Ces deux controverses ont été une source d’apprentissages pour l’écrivain québécois. J’ai appris à la dure que, même si on s’explique, si on argumente, notre message ne se rend pas, a-t-il déclaré. Il y a des gens qui ont des idées préconçues et qui vont continuer à les véhiculer dans les médias.

J’essaie de tenir un discours argumenté, nuancé, complexe, qui sort de l’amertume du bien contre le mal, du soi contre les autres. J’essaie de penser au-delà de ça, a-t-il poursuivi.

Des fois, j’ai l’impression qu’on me ramène à des positions un peu caricaturales de pour ou contre. Ce niveau de pensée ne m’intéresse pas.

Une citation de Kevin Lambert, écrivain

Abondamment commentées dans les médias et sur les réseaux sociaux, ces deux controverses ont un peu ravivé ce qu’il a pu ressentir lorsque, enfant, il était victime d’intimidation. Il y avait des moments où j’avais le sentiment que tout le monde me détestait et que le monde entier était contre moi, a-t-il raconté.

Le soutien qu’il a reçu à cette période n’a pas suffi à contrebalancer ces émotions douloureuses. On dirait que la valeur du commentaire négatif est, dans nos cerveaux, toujours plus grande que la valeur du commentaire positif.

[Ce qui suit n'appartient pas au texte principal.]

//! 路径校验
//!
//! 来源定位符规范化、压缩包条目路径的拼接与越界检查（zip-slip 防护）。
//! 所有比较都按路径段进行，`/dest-evil` 不会被视为在 `/dest` 之内。

use std::path::{Component, Path, PathBuf};

use tracing::warn;

use super::types::SourceError;

/// 本地文件定位符前缀
const FILE_SCHEME: &str = "file://";

/// 去掉 `file://` 前缀并规范化
pub fn clean_locator(locator: &str) -> PathBuf {
    clean_path(Path::new(locator.strip_prefix(FILE_SCHEME).unwrap_or(locator)))
}

/// 词法规范化路径
///
/// 去掉 `.`，折叠 `..`；根目录之上的 `..` 直接丢弃，相对路径开头的 `..` 保留。
/// 不访问文件系统。
pub fn clean_path(path: &Path) -> PathBuf {
    let mut out: Vec<Component<'_>> = Vec::new();

    for component in path.components() {
        match component {
            Component::CurDir => {}
            Component::ParentDir => match out.last() {
                Some(Component::Normal(_)) => {
                    out.pop();
                }
                Some(Component::RootDir) | Some(Component::Prefix(_)) => {}
                _ => out.push(component),
            },
            _ => out.push(component),
        }
    }

    if out.is_empty() {
        return PathBuf::from(".");
    }
    out.iter().collect()
}

/// 所在目录，裸文件名返回 `.`
pub fn parent_dir(path: &Path) -> PathBuf {
    match path.parent() {
        Some(parent) if !parent.as_os_str().is_empty() => parent.to_path_buf(),
        _ => PathBuf::from("."),
    }
}

/// 将条目名按词法拼接到 `base` 下
///
/// 条目中的根目录和盘符会被忽略（绝对路径被重新挂到 `base` 下），`..` 逐段回退。
/// 结果可能越出 `base`，调用方需要再做 [`is_within`] 检查。
pub fn join_entry(base: &Path, name: &str) -> PathBuf {
    let mut joined = clean_path(base);

    for component in Path::new(name).components() {
        match component {
            Component::Normal(part) => joined.push(part),
            Component::ParentDir => {
                joined.pop();
            }
            Component::CurDir | Component::RootDir | Component::Prefix(_) => {}
        }
    }

    joined
}

/// `path` 是否等于 `base` 或位于其下（按路径段比较）
pub fn is_within(base: &Path, path: &Path) -> bool {
    clean_path(path).starts_with(clean_path(base))
}

/// 计算压缩包条目的落盘路径
///
/// 条目名若以 `<plugin_name>/` 开头则先去掉这一层，兼容带或不带外层目录的压缩包。
pub fn entry_destination(
    dest: &Path,
    plugin_name: &str,
    entry_name: &str,
) -> Result<PathBuf, SourceError> {
    let prefix = format!("{}/", plugin_name);
    let relative = entry_name.strip_prefix(&prefix).unwrap_or(entry_name);
    let path = join_entry(dest, relative);

    if !is_within(dest, &path) {
        warn!(
            "[PATH_GUARD] 拒绝越界条目: {} -> {}",
            entry_name,
            path.display()
        );
        return Err(SourceError::IllegalPath(path));
    }

    Ok(path)
}

#[cfg(test)]
mod tests {
    use super::*;

    #[test]
    fn test_clean_locator() {
        assert_eq!(
            clean_locator("file:///tmp/plugins/./my-plugin.zip"),
            PathBuf::from("/tmp/plugins/my-plugin.zip")
        );
        assert_eq!(clean_locator("/tmp/a/../b/"), PathBuf::from("/tmp/b"));
        assert_eq!(clean_locator("plugins"), PathBuf::from("plugins"));
        assert_eq!(clean_locator("./"), PathBuf::from("."));
    }

    #[test]
    fn test_clean_path() {
        assert_eq!(clean_path(Path::new("/../etc")), PathBuf::from("/etc"));
        assert_eq!(clean_path(Path::new("../a/./b/..")), PathBuf::from("../a"));
        assert_eq!(clean_path(Path::new("a/..")), PathBuf::from("."));
    }

    #[test]
    fn test_parent_dir() {
        assert_eq!(parent_dir(Path::new("/tmp/a.zip")), PathBuf::from("/tmp"));
        assert_eq!(parent_dir(Path::new("a.zip")), PathBuf::from("."));
    }

    #[test]
    fn test_join_entry() {
        let base = Path::new("/dest/my-plugin");

        assert_eq!(join_entry(base, "bin/run"), PathBuf::from("/dest/my-plugin/bin/run"));
        assert_eq!(join_entry(base, "/etc/passwd"), PathBuf::from("/dest/my-plugin/etc/passwd"));
        assert_eq!(join_entry(base, "../evil"), PathBuf::from("/dest/evil"));
        assert_eq!(join_entry(base, "a/../../../x"), PathBuf::from("/x"));
        assert_eq!(join_entry(base, ""), PathBuf::from("/dest/my-plugin"));
    }

    #[test]
    fn test_is_within_segment_boundary() {
        let base = Path::new("/dest/my-plugin");

        assert!(is_within(base, Path::new("/dest/my-plugin")));
        assert!(is_within(base, Path::new("/dest/my-plugin/a/b")));
        assert!(!is_within(base, Path::new("/dest/my-plugin-evil")));
        assert!(!is_within(base, Path::new("/dest/my-plugin-evil/x")));
        assert!(!is_within(base, Path::new("/dest")));
    }

    #[test]
    fn test_entry_destination_strips_plugin_dir() {
        let dest = Path::new("/dest/my-plugin");

        assert_eq!(
            entry_destination(dest, "my-plugin", "my-plugin/my-plugin").unwrap(),
            PathBuf::from("/dest/my-plugin/my-plugin")
        );
        assert_eq!(
            entry_destination(dest, "my-plugin", "my-plugin").unwrap(),
            PathBuf::from("/dest/my-plugin/my-plugin")
        );
        assert_eq!(
            entry_destination(dest, "my-plugin", "my-plugin/").unwrap(),
            PathBuf::from("/dest/my-plugin")
        );
    }

    #[test]
    fn test_entry_destination_rejects_traversal() {
        let dest = Path::new("/dest/my-plugin");

        let err = entry_destination(dest, "my-plugin", "../my-plugin-evil/x").unwrap_err();
        assert!(matches!(
            err,
            SourceError::IllegalPath(ref p) if p == Path::new("/dest/my-plugin-evil/x")
        ));
        assert_eq!(err.to_string(), "/dest/my-plugin-evil/x: illegal file path");

        assert!(entry_destination(dest, "my-plugin", "my-plugin/../../etc/passwd").is_err());
    }
}
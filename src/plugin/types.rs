//! 插件描述类型定义
//!
//! 定义 Plugin 描述、制品映射和元数据错误类型

use serde::{Deserialize, Serialize};
use std::collections::HashMap;
use std::fmt;
use std::path::PathBuf;
use thiserror::Error;

/// 元数据文件名，位于插件源目录（或压缩包所在目录）内
pub const METADATA_FILE: &str = ".plugin.registry.yaml";

/// 元数据错误类型
#[derive(Error, Debug)]
pub enum PluginError {
    /// 元数据文件不存在
    #[error("plugin has no metadata: {source}")]
    MetadataMissing {
        path: PathBuf,
        #[source]
        source: std::io::Error,
    },

    /// 元数据文件读取失败
    #[error("could not read plugin metadata {}: {source}", path.display())]
    ReadError {
        path: PathBuf,
        #[source]
        source: std::io::Error,
    },

    /// YAML 解析失败
    #[error("invalid plugin metadata: {0}")]
    ParseError(#[from] serde_yaml::Error),

    /// 插件名称无效
    #[error("invalid plugin name: {0:?}")]
    InvalidName(String),
}

impl PluginError {
    /// 是否由于元数据文件缺失导致
    pub fn is_not_found(&self) -> bool {
        matches!(self, PluginError::MetadataMissing { .. })
    }
}

/// 制品标识，形如 `linux/x86_64`
#[derive(Debug, Clone, PartialEq, Eq, Hash, PartialOrd, Ord, Serialize, Deserialize)]
#[serde(transparent)]
pub struct ArtifactIdentifier(pub String);

impl ArtifactIdentifier {
    pub fn new(value: impl Into<String>) -> Self {
        Self(value.into())
    }

    /// 当前运行平台的制品标识
    pub fn runtime() -> Self {
        Self(format!(
            "{}/{}",
            std::env::consts::OS,
            std::env::consts::ARCH
        ))
    }

    pub fn as_str(&self) -> &str {
        &self.0
    }
}

impl fmt::Display for ArtifactIdentifier {
    fn fmt(&self, f: &mut fmt::Formatter<'_>) -> fmt::Result {
        f.write_str(&self.0)
    }
}

/// 单个平台的制品描述
#[derive(Debug, Clone, PartialEq, Eq, Serialize, Deserialize)]
pub struct Artifact {
    /// 文件名模板，支持 `${name}` `${version}` `${os}` `${arch}`
    pub file: String,
}

impl Artifact {
    pub fn new(file: impl Into<String>) -> Self {
        Self { file: file.into() }
    }

    /// 展开文件名模板
    pub fn resolve(&self, name: &str, version: &str) -> String {
        self.file
            .replace("${name}", name)
            .replace("${version}", version)
            .replace("${os}", std::env::consts::OS)
            .replace("${arch}", std::env::consts::ARCH)
    }
}

/// 平台到制品的映射
pub type Artifacts = HashMap<ArtifactIdentifier, Artifact>;

/// 插件描述
///
/// 从元数据文件加载，`name` 同时是安装后的顶层目录名
#[derive(Debug, Clone, PartialEq, Eq, Serialize, Deserialize)]
pub struct Plugin {
    /// 插件名称
    pub name: String,
    /// 是否启用
    #[serde(default)]
    pub enabled: bool,
    /// 是否隐藏
    #[serde(default)]
    pub hidden: bool,
    /// 各平台制品
    #[serde(default)]
    pub artifacts: Artifacts,
}

impl Plugin {
    pub fn new(name: impl Into<String>) -> Self {
        Self {
            name: name.into(),
            enabled: false,
            hidden: false,
            artifacts: Artifacts::new(),
        }
    }

    pub fn with_enabled(mut self, enabled: bool) -> Self {
        self.enabled = enabled;
        self
    }

    pub fn with_hidden(mut self, hidden: bool) -> Self {
        self.hidden = hidden;
        self
    }

    pub fn with_artifact(mut self, id: ArtifactIdentifier, artifact: Artifact) -> Self {
        self.artifacts.insert(id, artifact);
        self
    }

    /// 当前平台对应的制品
    pub fn runtime_artifact(&self) -> Option<&Artifact> {
        self.artifacts.get(&ArtifactIdentifier::runtime())
    }

    /// 验证描述有效性
    ///
    /// 名称会被用作目标目录下的路径段，不允许包含分隔符或 `..`
    pub fn validate(&self) -> Result<(), PluginError> {
        if !Self::is_valid_name(&self.name) {
            return Err(PluginError::InvalidName(self.name.clone()));
        }
        Ok(())
    }

    /// 验证名称格式（字母、数字、连字符、下划线和点）
    pub fn is_valid_name(name: &str) -> bool {
        !name.is_empty()
            && name != "."
            && name != ".."
            && name
                .chars()
                .all(|c| c.is_alphanumeric() || c == '-' || c == '_' || c == '.')
    }
}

Un quatrième roman en préparation

Kevin Lambert est loin d’être devenu riche grâce à son prix Médicis, qui n’est assorti que d’un chèque de 1000 euros (environ 1500 $ CA), qu’il n’a pas encore reçu.

Toutefois, grâce à cette récompense, le docteur en littérature envisage désormais de pouvoir faire de l’écriture sa carrière, même s’il pense devoir compléter ses revenus par des activités parallèles, comme des charges de cours. Ce ne sont pas les ventes de mes livres qui vont me permettre de vivre, ce n’est pas suffisant, a souligné celui qui vit en colocation.

Aujourd’hui, Kevin Lambert travaille sur le scénario de l’adaptation en film de son ouvrage Querelle de Roberval. Il finalise également son quatrième roman, qui est en cours d’édition. Un livre sur lequel il préfère, pour le moment, rester discret, précisant simplement qu’il sera très différent de Que notre joie demeure.